● Your task
Could you copy out every line of the data where the word "Some" occurs?

Collected data entries:

Segment Open

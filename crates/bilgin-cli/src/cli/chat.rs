//! Interactive chat loop.
//!
//! Reads lines from stdin, routes them through a [`ChatSession`], and
//! prints styled assistant replies with a spinner while the lookup runs.
//! Optionally speaks each reply through the configured speech program.

use std::io::Write;
use std::time::Duration;

use console::style;
use indicatif::{ProgressBar, ProgressStyle};
use tokio::io::{AsyncBufReadExt, BufReader};
use tracing::warn;

use bilgin_core::chat::ChatSession;
use bilgin_core::engine::ResponseEngine;
use bilgin_core::random::ThreadRandom;
use bilgin_core::speech::{SpeechSink, sanitize_for_speech};
use bilgin_infra::speech::CommandSpeech;
use bilgin_infra::wikipedia::WikipediaSource;
use bilgin_types::chat::{Origin, Utterance};

use crate::state::AppState;

/// Print the welcome banner at the start of a chat session.
fn print_welcome_banner(language: &str, speech_on: bool) {
    println!();
    println!("  📚 {}", style("Bilgin").cyan().bold());
    println!(
        "  {}",
        style("Sorunuzu yazın, ansiklopedide arayayım.").dim()
    );
    println!();
    println!(
        "  {}  {}",
        style("Kaynak:").bold(),
        style(format!("{language}.wikipedia.org")).dim()
    );
    println!(
        "  {}  {}",
        style("Ses:").bold(),
        style(if speech_on { "açık" } else { "kapalı" }).dim()
    );
    println!();
    println!(
        "  {}",
        style("/history geçmişi gösterir, /quit veya Ctrl+D çıkar").dim()
    );
    println!("  {}", style("---").dim());
    println!();
}

/// Print one utterance with a dim HH:MM timestamp beside it.
fn print_utterance(utterance: &Utterance) {
    let clock = utterance
        .timestamp
        .with_timezone(&chrono::Local)
        .format("%H:%M");
    let label = match utterance.origin {
        Origin::User => style("siz").bold().green(),
        Origin::Assistant => style("bilgin").bold().cyan(),
    };
    println!("  {} {}", style(clock).dim(), label);
    for line in utterance.text.lines() {
        println!("    {line}");
    }
    println!();
}

/// Run the interactive chat loop.
pub async fn run_chat_loop(state: &AppState, speak: bool) -> anyhow::Result<()> {
    let config = state.config.clone();
    let speech_on = speak || config.speech.enabled;

    let source = WikipediaSource::new(&config.language);
    let engine = ResponseEngine::new(source, ThreadRandom, config.clone());
    let mut session = ChatSession::new(engine);
    let speech = CommandSpeech::new(&config.speech);

    print_welcome_banner(&config.language, speech_on);

    let mut lines = BufReader::new(tokio::io::stdin()).lines();

    loop {
        print!("  {} ", style("❯").green().bold());
        std::io::stdout().flush()?;

        // None = EOF (Ctrl+D)
        let Some(line) = lines.next_line().await? else {
            break;
        };
        let input = line.trim();

        match input {
            "" => continue,
            "/quit" | "/exit" => break,
            "/history" => {
                println!();
                for utterance in session.recent() {
                    print_utterance(utterance);
                }
                continue;
            }
            _ => {}
        }

        let spinner = ProgressBar::new_spinner();
        spinner.set_style(
            ProgressStyle::default_spinner()
                .template("  {spinner:.cyan} {msg}")
                .expect("static spinner template"),
        );
        spinner.set_message("aranıyor...");
        spinner.enable_steady_tick(Duration::from_millis(80));

        let reply = session.submit(input).await;
        spinner.finish_and_clear();

        let Some(reply) = reply else { continue };
        print_utterance(&reply);

        if speech_on {
            let spoken = sanitize_for_speech(&reply.text);
            if let Err(err) = speech.speak(&spoken).await {
                warn!(program = speech.program(), error = %err, "speech failed");
            }
        }
    }

    println!();
    println!("  {}", style("Görüşmek üzere! 👋").dim());
    Ok(())
}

Segment Closed

● Written solution
        let Some(line) = lines.next_line().await? else {
        let Some(reply) = reply else { continue };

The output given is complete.